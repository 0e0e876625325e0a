use std::io::{Write, stdout};
use std::path::Path;

use anyhow::{Context, Result};
use clap::Parser;
use tracing_subscriber::EnvFilter;

use xp_cli::commands::{bonus, process, rules, split};
use xp_cli::{Cli, Commands, Config};

fn load_config(config_path: Option<&Path>) -> Result<Config> {
    let config = Config::load_from(config_path).context("failed to load configuration")?;
    tracing::debug!(?config, "loaded configuration");
    Ok(config)
}

fn main() -> Result<()> {
    let cli = Cli::parse();

    // Initialize tracing with verbose flag support
    let filter = if cli.verbose {
        EnvFilter::new("debug")
    } else {
        EnvFilter::from_default_env()
    };
    // Logs go to stderr so summaries on stdout stay pipeable
    let _ = tracing_subscriber::fmt()
        .with_env_filter(filter)
        .with_writer(std::io::stderr)
        .try_init();

    let stdout = stdout();
    let mut out = stdout.lock();

    match &cli.command {
        Some(Commands::Process(args)) => {
            let config = load_config(cli.config.as_deref())?;
            process::run(&mut out, args, &config)?;
        }
        Some(Commands::Split(args)) => {
            let config = load_config(cli.config.as_deref())?;
            split::run(&mut out, args, &config)?;
        }
        Some(Commands::Bonus(args)) => {
            let config = load_config(cli.config.as_deref())?;
            bonus::run(&mut out, args, &config)?;
        }
        Some(Commands::Rules) => {
            // Listing rules doesn't need config
            rules::run(&mut out, &xp_core::Registry::default())?;
        }
        None => {
            // No subcommand, show help
            use clap::CommandFactory;
            Cli::command().print_help()?;
            println!();
        }
    }

    out.flush()?;
    Ok(())
}
//! CLI subcommand implementations.

pub mod bonus;
pub mod process;
pub mod rules;
pub mod split;
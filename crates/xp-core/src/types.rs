//! Core type definitions with validation.

use std::fmt;

use serde::{Deserialize, Serialize};
use thiserror::Error;

/// Validation errors for core types.
#[derive(Debug, Error, Clone, PartialEq, Eq)]
pub enum ValidationError {
    /// The provided value was empty.
    #[error("{field} cannot be empty")]
    Empty { field: &'static str },

    /// The value cannot be used as a file name.
    #[error("{field} '{value}' is not a safe file name")]
    UnsafeFileName { field: &'static str, value: String },
}

/// Returns true if `id` can be used verbatim as a file stem inside a directory.
fn is_safe_file_stem(id: &str) -> bool {
    id != "." && id != ".." && !id.contains(['/', '\\', '\0'])
}

/// Generates a validated string ID newtype with common trait implementations.
macro_rules! define_string_id {
    (
        $(#[$meta:meta])*
        $name:ident, $field_name:literal
    ) => {
        $(#[$meta])*
        #[derive(Debug, Clone, PartialEq, Eq, Hash, PartialOrd, Ord, Serialize, Deserialize)]
        #[serde(try_from = "String", into = "String")]
        pub struct $name(String);

        impl $name {
            /// Creates a new ID after validation.
            pub fn new(id: impl Into<String>) -> Result<Self, ValidationError> {
                let id = id.into();
                if id.is_empty() {
                    return Err(ValidationError::Empty { field: $field_name });
                }
                if !is_safe_file_stem(&id) {
                    return Err(ValidationError::UnsafeFileName {
                        field: $field_name,
                        value: id,
                    });
                }
                Ok(Self(id))
            }

            /// Returns the ID as a string slice.
            pub fn as_str(&self) -> &str {
                &self.0
            }
        }

        impl TryFrom<String> for $name {
            type Error = ValidationError;

            fn try_from(value: String) -> Result<Self, Self::Error> {
                Self::new(value)
            }
        }

        impl From<$name> for String {
            fn from(id: $name) -> Self {
                id.0
            }
        }

        impl fmt::Display for $name {
            fn fmt(&self, f: &mut fmt::Formatter<'_>) -> fmt::Result {
                write!(f, "{}", self.0)
            }
        }

        impl AsRef<str> for $name {
            fn as_ref(&self) -> &str {
                &self.0
            }
        }
    };
}

define_string_id!(
    /// A validated participant (worker) identifier.
    ///
    /// This is the `wid` stamped on every output record and the stem of the
    /// participant's event file. After anonymization it is an opaque token; for
    /// debug participants it is the raw worker id, so path separators, NUL and
    /// `.`/`..` are rejected.
    ParticipantId, "participant ID"
);
//! Serialization of aggregated records.
//!
//! Tables are written with the `csv` crate. Columns are the union of record
//! keys in first-seen order, seeded with the rule's declared columns so an
//! empty table still carries a header. Missing and `null` values are empty
//! cells; nested values are written as compact JSON.

use std::fs::{self, File};
use std::io::{BufWriter, Write};
use std::path::{Path, PathBuf};

use serde_json::Value;
use thiserror::Error;

use crate::rules::{OutputKind, Record, Rule};

/// Errors while writing output artifacts.
#[derive(Debug, Error)]
pub enum OutputError {
    #[error("failed to write {path}: {source}")]
    Io {
        path: PathBuf,
        #[source]
        source: std::io::Error,
    },
    #[error("csv error: {0}")]
    Csv(#[from] csv::Error),
    #[error("json error: {0}")]
    Json(#[from] serde_json::Error),
}

/// Union of `seed` and every record's keys, in first-seen order.
pub fn columns(seed: &[&str], records: &[Record]) -> Vec<String> {
    let mut columns: Vec<String> = Vec::new();
    let keys = seed
        .iter()
        .copied()
        .chain(records.iter().flat_map(|r| r.keys().map(String::as_str)));
    for key in keys {
        if !columns.iter().any(|c| c == key) {
            columns.push(key.to_string());
        }
    }
    columns
}

/// Renders one value as a table cell.
pub fn cell(value: Option<&Value>) -> String {
    match value {
        None | Some(Value::Null) => String::new(),
        Some(Value::String(s)) => s.clone(),
        Some(other) => other.to_string(),
    }
}

/// Writes records as comma-separated text with a header row.
pub fn write_table<W: Write>(writer: W, seed: &[&str], records: &[Record]) -> Result<(), OutputError> {
    let header = columns(seed, records);
    let mut csv = csv::Writer::from_writer(writer);
    if !header.is_empty() {
        csv.write_record(&header)?;
    }
    for record in records {
        csv.write_record(header.iter().map(|column| cell(record.get(column))))?;
    }
    csv.flush().map_err(csv::Error::from)?;
    Ok(())
}

/// Writes records as a JSON array of objects.
pub fn write_json<W: Write>(writer: W, records: &[Record]) -> Result<(), OutputError> {
    serde_json::to_writer(writer, records)?;
    Ok(())
}

/// Writes `<dir>/<rule>.<ext>` and returns its path.
pub fn write_rule_output(dir: &Path, rule: &Rule, records: &[Record]) -> Result<PathBuf, OutputError> {
    let path = dir.join(rule.file_name());
    let io_err = |source| OutputError::Io {
        path: path.clone(),
        source,
    };

    fs::create_dir_all(dir).map_err(io_err)?;
    let mut writer = BufWriter::new(File::create(&path).map_err(io_err)?);
    match rule.kind {
        OutputKind::Table => write_table(&mut writer, rule.columns, records)?,
        OutputKind::Json => write_json(&mut writer, records)?,
    }
    writer.flush().map_err(io_err)?;

    tracing::debug!(path = %path.display(), rows = records.len(), "wrote rule output");
    Ok(path)
}
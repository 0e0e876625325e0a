//! Experiment data CLI library.
//!
//! This crate provides the `xp` command-line interface over `xp-core`.

mod cli;
pub mod commands;
mod config;

pub use cli::{BonusArgs, Cli, Commands, ProcessArgs, SplitArgs};
pub use config::Config;
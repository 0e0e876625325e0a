//! Block durations from `*.start.<block>` / `*.end.<block>` pairs.

use std::collections::HashMap;
use std::sync::LazyLock;

use serde_json::Value;

use super::{ExtractError, ExtractOptions, OutputKind, Record, Rule, record_for};
use crate::event::number_value;
use crate::pattern::Pattern;
use crate::session::Session;

static TIMELINE: LazyLock<Pattern> =
    LazyLock::new(|| Pattern::parse("timeline").expect("valid pattern"));

pub(super) const RULE: Rule = Rule {
    name: "timeline",
    kind: OutputKind::Table,
    columns: &["wid", "block", "start", "end", "duration"],
    extract,
};

/// Block name following `marker`, e.g. `instructions` in `timeline.start.instructions`.
fn block_after<'a>(name: &'a str, marker: &str) -> Option<&'a str> {
    name.split(marker).nth(1)
}

fn extract(session: &Session, _options: &ExtractOptions) -> Result<Vec<Record>, ExtractError> {
    // open intervals: block -> start timestamp (last start wins)
    let mut open: HashMap<&str, f64> = HashMap::new();
    let mut records = Vec::new();

    for event in session.find(&TIMELINE) {
        if let Some(block) = block_after(&event.name, ".start.") {
            open.insert(block, event.timestamp);
        } else if let Some(block) = block_after(&event.name, ".end.") {
            let Some(start) = open.remove(block) else {
                tracing::trace!(wid = %session.wid, block, "dropping unmatched end event");
                continue;
            };
            let mut record = record_for(session);
            record.insert("block".into(), Value::from(block));
            record.insert("start".into(), number_value(start));
            record.insert("end".into(), event.timestamp_value());
            record.insert("duration".into(), number_value(event.timestamp - start));
            records.push(record);
        }
    }

    Ok(records)
}

#[cfg(test)]
mod tests {
    use super::*;

    use serde_json::json;

    use crate::event::Event;
    use crate::types::ParticipantId;

    fn run(events: Vec<Event>) -> Vec<Record> {
        let session = Session::new(ParticipantId::new("w1").unwrap(), events);
        extract(&session, &ExtractOptions::default()).unwrap()
    }

    #[test]
    fn pairs_start_and_end() {
        let rows = run(vec![
            Event::new("timeline.start.instructions", 100.0),
            Event::new("timeline.start.task", 400.0),
            Event::new("timeline.end.instructions", 350.0),
            Event::new("timeline.end.task", 900.0),
        ]);
        assert_eq!(
            rows.iter().map(|r| Value::Object(r.clone())).collect::<Vec<_>>(),
            vec![
                json!({"wid": "w1", "block": "instructions", "start": 100, "end": 350, "duration": 250}),
                json!({"wid": "w1", "block": "task", "start": 400, "end": 900, "duration": 500}),
            ]
        );
    }

    #[test]
    fn last_start_wins() {
        let rows = run(vec![
            Event::new("timeline.start.X", 1.0),
            Event::new("timeline.start.X", 5.0),
            Event::new("timeline.end.X", 8.0),
        ]);
        assert_eq!(rows.len(), 1);
        assert_eq!(rows[0]["start"], json!(5));
        assert_eq!(rows[0]["duration"], json!(3));
    }

    #[test]
    fn unmatched_end_is_dropped() {
        let rows = run(vec![
            Event::new("timeline.end.X", 2.0),
            Event::new("timeline.start.X", 3.0),
            Event::new("timeline.end.X", 4.0),
            Event::new("timeline.end.X", 6.0),
        ]);
        assert_eq!(rows.len(), 1);
        assert_eq!(rows[0]["end"], json!(4));
    }

    #[test]
    fn blocks_can_reopen_after_closing() {
        let rows = run(vec![
            Event::new("timeline.start.break", 0.0),
            Event::new("timeline.end.break", 10.0),
            Event::new("timeline.start.break", 20.0),
            Event::new("timeline.end.break", 35.0),
        ]);
        let durations: Vec<_> = rows.iter().map(|r| r["duration"].clone()).collect();
        assert_eq!(durations, vec![json!(10), json!(15)]);
    }

    #[test]
    fn other_timeline_events_are_ignored() {
        let rows = run(vec![
            Event::new("timeline.progress", 0.0),
            Event::new("task.start.X", 1.0),
            Event::new("timeline.end.X", 2.0),
        ]);
        assert!(rows.is_empty());
    }
}
//! # zipdir Core Infrastructure
//!
//! File: cli/src/core/mod.rs
//!
//! ## Overview
//!
//! Foundational pieces used by the rest of the crate:
//! - `config`: configuration loading, merging, and validation
//! - `error`: the two domain error types, the application error, and the `Result` alias
//!
//! ## Usage
//!
//! ```ignore
//! use crate::core::config; // For loading configuration
//! use crate::core::error::{CompressionError, Result}; // For error handling
//! ```
//!
pub mod config;
pub mod error;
************
Return exactly the leading lines of the listing, stopping after the line in which "fn load_config(config_path: Option<&Path>)" occurs.

repository 0e0e876625325e0a
use std::io::{Write, stdout};
use std::path::Path;

use anyhow::{Context, Result};
use clap::Parser;
use tracing_subscriber::EnvFilter;

use xp_cli::commands::{bonus, process, rules, split};
use xp_cli::{Cli, Commands, Config};

fn load_config(config_path: Option<&Path>) -> Result<Config> {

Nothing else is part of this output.